(Collected data)
-*-*-

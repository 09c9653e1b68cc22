//! Batch scoring
//!
//! Extraction and classification fan out over a bounded set of blocking
//! workers. Prepared rows are then grouped by model and each group is
//! scored with a single matrix-vector product, followed by array-wide
//! bonus, boost and curve. Per-row bonus and boost values come from the
//! same `ScoringCore` functions the scalar path uses, so both paths agree
//! element-wise.

use chrono::{DateTime, Utc};
use lead_intel_core::{
    feature_fingerprint, ConversationTurn, LeadRecord, Outcome, PipelineError, ScoreResult,
    ScoringError, SignalVector,
};
use lead_intel_scoring::{LeadScorer, LinearModel, ModelKey, PreparedScore};
use ndarray::{Array1, Array2, ArrayView1};
use serde::Serialize;
use std::collections::HashMap;
use std::sync::Arc;
use std::time::{Duration, Instant};
use tokio::sync::Semaphore;
use tokio::task::JoinSet;

use crate::cache::FeatureCache;
use crate::request::ScoreRequest;

/// One item that could not be scored
#[derive(Debug, Clone, PartialEq, Serialize)]
pub struct BatchFailure {
    pub index: usize,
    pub lead_id: String,
    pub cause: String,
}

/// Results in input order; failed items hold the emergency result
#[derive(Debug, Clone, Serialize)]
pub struct BatchOutcome {
    pub results: Vec<ScoreResult>,
    pub succeeded: usize,
    pub failed: usize,
    pub failures: Vec<BatchFailure>,
}

impl BatchOutcome {
    pub fn empty() -> Self {
        Self {
            results: Vec::new(),
            succeeded: 0,
            failed: 0,
            failures: Vec::new(),
        }
    }

    /// Append another chunk, shifting its failure indices
    pub fn extend(&mut self, other: BatchOutcome) {
        let offset = self.results.len();
        self.results.extend(other.results);
        self.succeeded += other.succeeded;
        self.failed += other.failed;
        self.failures
            .extend(other.failures.into_iter().map(|mut f| {
                f.index += offset;
                f
            }));
    }
}

/// Signals for a lead, consulting the feature cache first.
///
/// Only complete extractions are cached, so a degraded result is retried
/// on the next request.
pub(crate) fn cached_signals(
    scorer: &LeadScorer,
    features: &FeatureCache,
    lead: &LeadRecord,
    conversation: &[ConversationTurn],
    now: DateTime<Utc>,
) -> Outcome<SignalVector> {
    let key = feature_fingerprint(lead, conversation);
    if let Some(signals) = features.get(&key) {
        tracing::trace!(lead_id = %lead.id, "Feature cache hit");
        return Outcome::Complete(signals);
    }
    let outcome = scorer.extractor.extract_detailed(lead, conversation, now);
    if !outcome.is_degraded() {
        features.insert(key, outcome.value().clone());
    }
    outcome
}

fn prepare_item(
    scorer: &LeadScorer,
    features: &FeatureCache,
    request: &ScoreRequest,
    now: DateTime<Utc>,
) -> Outcome<PreparedScore> {
    let signals = cached_signals(scorer, features, &request.lead, &request.conversation, now);
    let segment = scorer
        .classifier
        .classify_detailed(&request.lead, &request.conversation);
    scorer.core.prepare(
        &request.lead,
        &request.conversation,
        signals.value(),
        *segment.value(),
        signals.is_degraded(),
    )
}

/// `rows · weights` for one model
fn group_dot(model: &LinearModel, rows: &[&[f64]]) -> Result<Array1<f64>, ScoringError> {
    let width = model.weights().len();
    let mut flat = Vec::with_capacity(rows.len() * width);
    for row in rows {
        if row.len() != width {
            return Err(ScoringError::ShapeMismatch {
                weights: width,
                features: row.len(),
            });
        }
        flat.extend_from_slice(row);
    }
    let matrix = Array2::from_shape_vec((rows.len(), width), flat).map_err(|_| {
        ScoringError::ShapeMismatch {
            weights: width,
            features: rows.first().map(|r| r.len()).unwrap_or(0),
        }
    })?;
    Ok(matrix.dot(&ArrayView1::from(model.weights())))
}

#[derive(Debug, Clone)]
pub struct BatchEngine {
    scorer: Arc<LeadScorer>,
    features: Arc<FeatureCache>,
    item_timeout: Duration,
}

impl BatchEngine {
    pub fn new(scorer: Arc<LeadScorer>, features: Arc<FeatureCache>, item_timeout: Duration) -> Self {
        Self {
            scorer,
            features,
            item_timeout,
        }
    }

    /// Score every request with at most `workers` extractions in flight
    pub async fn score_batch(
        &self,
        requests: Vec<ScoreRequest>,
        workers: usize,
        now: DateTime<Utc>,
    ) -> BatchOutcome {
        if requests.is_empty() {
            return BatchOutcome::empty();
        }
        let start = Instant::now();
        let total = requests.len();
        let identities: Vec<(String, String)> = requests
            .iter()
            .map(|r| (r.lead.id.clone(), r.fingerprint()))
            .collect();

        let prepared = self.prepare_all(requests, workers, now).await;

        let mut failures = Vec::new();
        let mut rows: Vec<Option<PreparedScore>> = Vec::with_capacity(total);
        let mut groups: HashMap<ModelKey, Vec<usize>> = HashMap::new();
        for (index, slot) in prepared.into_iter().enumerate() {
            let fail = |cause: String| BatchFailure {
                index,
                lead_id: identities[index].0.clone(),
                cause,
            };
            match slot {
                Some(Ok(outcome)) => {
                    if let Some((stage, cause)) = outcome.degradation() {
                        tracing::debug!(
                            fingerprint = %identities[index].1,
                            stage = %stage,
                            cause = %cause,
                            "Batch item degraded"
                        );
                    }
                    let prepared = outcome.into_value();
                    groups.entry(prepared.model_key).or_default().push(index);
                    rows.push(Some(prepared));
                },
                Some(Err(e)) => {
                    failures.push(fail(e.to_string()));
                    rows.push(None);
                },
                None => {
                    failures.push(fail("batch task did not complete".to_string()));
                    rows.push(None);
                },
            }
        }

        let core = &self.scorer.core;
        let mut results: Vec<Option<ScoreResult>> = vec![None; total];
        for (key, indices) in groups {
            let model = core.model(key);
            let group_rows: Vec<&[f64]> = indices
                .iter()
                .filter_map(|i| rows[*i].as_ref().map(|p| p.row.as_slice()))
                .collect();

            let dots = match group_dot(model, &group_rows) {
                Ok(dots) => dots,
                Err(e) => {
                    tracing::error!(model = %model.label(), error = %e, "Batch matrix product failed");
                    failures.extend(indices.iter().map(|&index| BatchFailure {
                        index,
                        lead_id: identities[index].0.clone(),
                        cause: e.to_string(),
                    }));
                    continue;
                },
            };

            let group: Vec<(usize, &PreparedScore)> = indices
                .iter()
                .filter_map(|&i| rows[i].as_ref().map(|p| (i, p)))
                .collect();
            let bonus: Array1<f64> = group
                .iter()
                .map(|(_, p)| core.calibration().intent_bonus(&p.signals))
                .collect();
            let boost: Array1<f64> = group.iter().map(|(_, p)| core.boost(p)).collect();
            let raw = (&dots + &bonus) * &boost;
            let scores = raw.mapv(|r| core.calibration().normalize(r));

            for (position, &(index, prepared)) in group.iter().enumerate() {
                if !dots[position].is_finite() {
                    let e = ScoringError::NonFiniteScore {
                        model: model.label().to_string(),
                    };
                    failures.push(BatchFailure {
                        index,
                        lead_id: identities[index].0.clone(),
                        cause: e.to_string(),
                    });
                    continue;
                }
                let mut result = core.assemble(
                    prepared,
                    scores[position],
                    raw[position],
                    bonus[position],
                    boost[position],
                );
                result.fingerprint = identities[index].1.clone();
                results[index] = Some(result);
            }
        }

        let per_item_ms = start.elapsed().as_secs_f64() * 1000.0 / total as f64;
        let results: Vec<ScoreResult> = results
            .into_iter()
            .zip(&identities)
            .map(|(result, (_, fingerprint))| {
                let mut result = result.unwrap_or_else(|| ScoreResult::emergency(fingerprint.as_str()));
                result.latency_ms = per_item_ms;
                result
            })
            .collect();

        failures.sort_by_key(|f| f.index);
        for failure in &failures {
            tracing::warn!(
                index = failure.index,
                lead_id = %failure.lead_id,
                cause = %failure.cause,
                "Batch item failed, emergency result used"
            );
        }

        BatchOutcome {
            succeeded: total - failures.len(),
            failed: failures.len(),
            results,
            failures,
        }
    }

    /// Run extraction, classification and model resolution per item.
    ///
    /// Slot `i` holds item `i`; a slot stays `None` only when its task was
    /// aborted or panicked.
    async fn prepare_all(
        &self,
        requests: Vec<ScoreRequest>,
        workers: usize,
        now: DateTime<Utc>,
    ) -> Vec<Option<Result<Outcome<PreparedScore>, PipelineError>>> {
        let total = requests.len();
        let semaphore = Arc::new(Semaphore::new(workers.max(1)));
        let mut tasks = JoinSet::new();

        for (index, request) in requests.into_iter().enumerate() {
            let semaphore = semaphore.clone();
            let scorer = self.scorer.clone();
            let features = self.features.clone();
            let timeout = self.item_timeout;

            tasks.spawn(async move {
                let result = async {
                    let _permit = semaphore
                        .acquire_owned()
                        .await
                        .map_err(|e| PipelineError::Join(e.to_string()))?;
                    let work = tokio::task::spawn_blocking(move || {
                        prepare_item(&scorer, &features, &request, now)
                    });
                    match tokio::time::timeout(timeout, work).await {
                        Ok(Ok(prepared)) => Ok(prepared),
                        Ok(Err(e)) => Err(PipelineError::Join(e.to_string())),
                        Err(_) => Err(PipelineError::Timeout(timeout.as_millis() as u64)),
                    }
                }
                .await;
                (index, result)
            });
        }

        let mut slots: Vec<Option<Result<Outcome<PreparedScore>, PipelineError>>> =
            (0..total).map(|_| None).collect();
        while let Some(joined) = tasks.join_next().await {
            match joined {
                Ok((index, result)) => slots[index] = Some(result),
                Err(e) => tracing::error!(error = %e, "Batch task panicked"),
            }
        }
        slots
    }
}

#[cfg(test)]
mod tests {
    use super::*;
    use chrono::TimeZone;
    use lead_intel_config::ScoringConfig;

    fn now() -> DateTime<Utc> {
        Utc.with_ymd_and_hms(2024, 6, 1, 12, 0, 0).unwrap()
    }

    fn engine() -> BatchEngine {
        let scorer = Arc::new(LeadScorer::new(&ScoringConfig::default()).unwrap());
        let features = Arc::new(FeatureCache::new(100, Duration::from_secs(900)));
        BatchEngine::new(scorer, features, Duration::from_secs(2))
    }

    fn request(id: &str, budget: f64) -> ScoreRequest {
        let lead = LeadRecord::new(id)
            .with_budget(budget)
            .with_source("referral")
            .with_timeline("3_months");
        let turns = vec![ConversationTurn::lead("We are pre-approved and want to move soon", now())];
        ScoreRequest::new(lead, turns)
    }

    #[tokio::test]
    async fn test_batch_matches_scalar() {
        let engine = engine();
        let requests: Vec<ScoreRequest> = (0..12)
            .map(|i| request(&format!("lead-{}", i), 150_000.0 + 250_000.0 * i as f64))
            .collect();

        let batch = engine.score_batch(requests.clone(), 3, now()).await;
        assert_eq!(batch.succeeded, 12);
        assert_eq!(batch.failed, 0);

        let scorer = LeadScorer::new(&ScoringConfig::default()).unwrap();
        for (request, result) in requests.iter().zip(&batch.results) {
            let scalar = scorer
                .score(&request.lead, &request.conversation, now())
                .into_value();
            assert!((scalar.score - result.score).abs() < 1e-6);
            assert!((scalar.raw_score - result.raw_score).abs() < 1e-9);
            assert_eq!(scalar.intent_bonus, result.intent_bonus);
            assert_eq!(scalar.boost, result.boost);
            assert_eq!(scalar.tier, result.tier);
            assert_eq!(scalar.model_version, result.model_version);
            assert_eq!(result.fingerprint, request.fingerprint());
        }
    }

    #[tokio::test]
    async fn test_failed_item_isolated() {
        let engine = engine();
        let mut broken = request("broken", 300_000.0);
        broken.conversation = vec![
            ConversationTurn::agent("Hi", now()),
            ConversationTurn::lead("hello", now() - chrono::Duration::hours(1)),
        ];
        let requests = vec![request("ok-1", 300_000.0), broken, request("ok-2", 500_000.0)];

        let outcome = engine.score_batch(requests, 2, now()).await;
        assert_eq!(outcome.results.len(), 3);
        // a defaulted category degrades the item but still scores it
        assert_eq!(outcome.succeeded, 3);
        assert!(outcome.results[1].model_version.ends_with("+fallback"));
        assert!(!outcome.results[0].is_emergency());
    }

    #[tokio::test]
    async fn test_empty_batch() {
        let outcome = engine().score_batch(Vec::new(), 4, now()).await;
        assert!(outcome.results.is_empty());
        assert_eq!(outcome.succeeded, 0);
    }

    #[test]
    fn test_group_dot_checks_width() {
        let model = LinearModel::new("m", &lead_intel_config::default_base_weights());
        let short = [1.0, 2.0];
        assert!(group_dot(&model, &[&short]).is_err());
        let ones = vec![1.0; model.weights().len()];
        let dots = group_dot(&model, &[&ones, &ones]).unwrap();
        assert!((dots[0] - 1.0).abs() < 1e-9);
        assert_eq!(dots.len(), 2);
    }

    #[test]
    fn test_extend_shifts_indices() {
        let mut first = BatchOutcome {
            results: vec![ScoreResult::emergency("a")],
            succeeded: 0,
            failed: 1,
            failures: vec![BatchFailure {
                index: 0,
                lead_id: "a".to_string(),
                cause: "x".to_string(),
            }],
        };
        let second = first.clone();
        first.extend(second);
        assert_eq!(first.results.len(), 2);
        assert_eq!(first.failures[1].index, 1);
        assert_eq!(first.failed, 2);
    }
}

-*-*-

-- To do --
From the entries above, copy every line containing the word "scores".

-- Exercise answer --
            let scores = raw.mapv(|r| core.calibration().normalize(r));
                    scores[position],
        // a defaulted category degrades the item but still scores it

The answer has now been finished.